◆ EXERCISE GOAL:
From the line containing "1.0 / SIMULATION_TPS as f32" through the final line of the records, reproduce every line exactly.

(DATA TO PROCESS begins)

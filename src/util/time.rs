//! Clocks and tick cadence for the world loops

use std::time::{Duration, Instant, SystemTime, UNIX_EPOCH};

/// Get current Unix timestamp in milliseconds
pub fn unix_millis() -> u64 {
    SystemTime::now()
        .duration_since(UNIX_EPOCH)
        .unwrap_or(Duration::ZERO)
        .as_millis() as u64
}

/// Server start time for uptime tracking
static SERVER_START: std::sync::OnceLock<Instant> = std::sync::OnceLock::new();

/// Initialize server start time (call once at startup)
pub fn init_server_time() {
    SERVER_START.get_or_init(Instant::now);
}

/// Get server uptime in seconds
pub fn uptime_secs() -> u64 {
    SERVER_START
        .get()
        .map(|start| start.elapsed().as_secs())
        .unwrap_or(0)
}

/// Simulation ticks per second for every world
pub const SIMULATION_TPS: u32 = 20;
pub const TICK_INTERVAL: Duration = Duration::from_millis(1_000 / SIMULATION_TPS as u64);

/// Fixed simulation step (in seconds)
pub fn tick_delta() -> f32 {
    1.0 / SIMULATION_TPS as f32
}

/// A simple timer for measuring durations
#[derive(Debug, Clone)]
pub struct Timer {
    start: Instant,
}

impl Timer {
    pub fn new() -> Self {
        Self {
            start: Instant::now(),
        }
    }

    pub fn elapsed(&self) -> Duration {
        self.start.elapsed()
    }
}

impl Default for Timer {
    fn default() -> Self {
        Self::new()
    }
}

(DATA TO PROCESS ends)

◆ RESPONSE FOR THIS EXERCISE:
    1.0 / SIMULATION_TPS as f32
}

/// A simple timer for measuring durations
#[derive(Debug, Clone)]
pub struct Timer {
    start: Instant,
}

impl Timer {
    pub fn new() -> Self {
        Self {
            start: Instant::now(),
        }
    }

    pub fn elapsed(&self) -> Duration {
        self.start.elapsed()
    }
}

impl Default for Timer {
    fn default() -> Self {
        Self::new()
    }
}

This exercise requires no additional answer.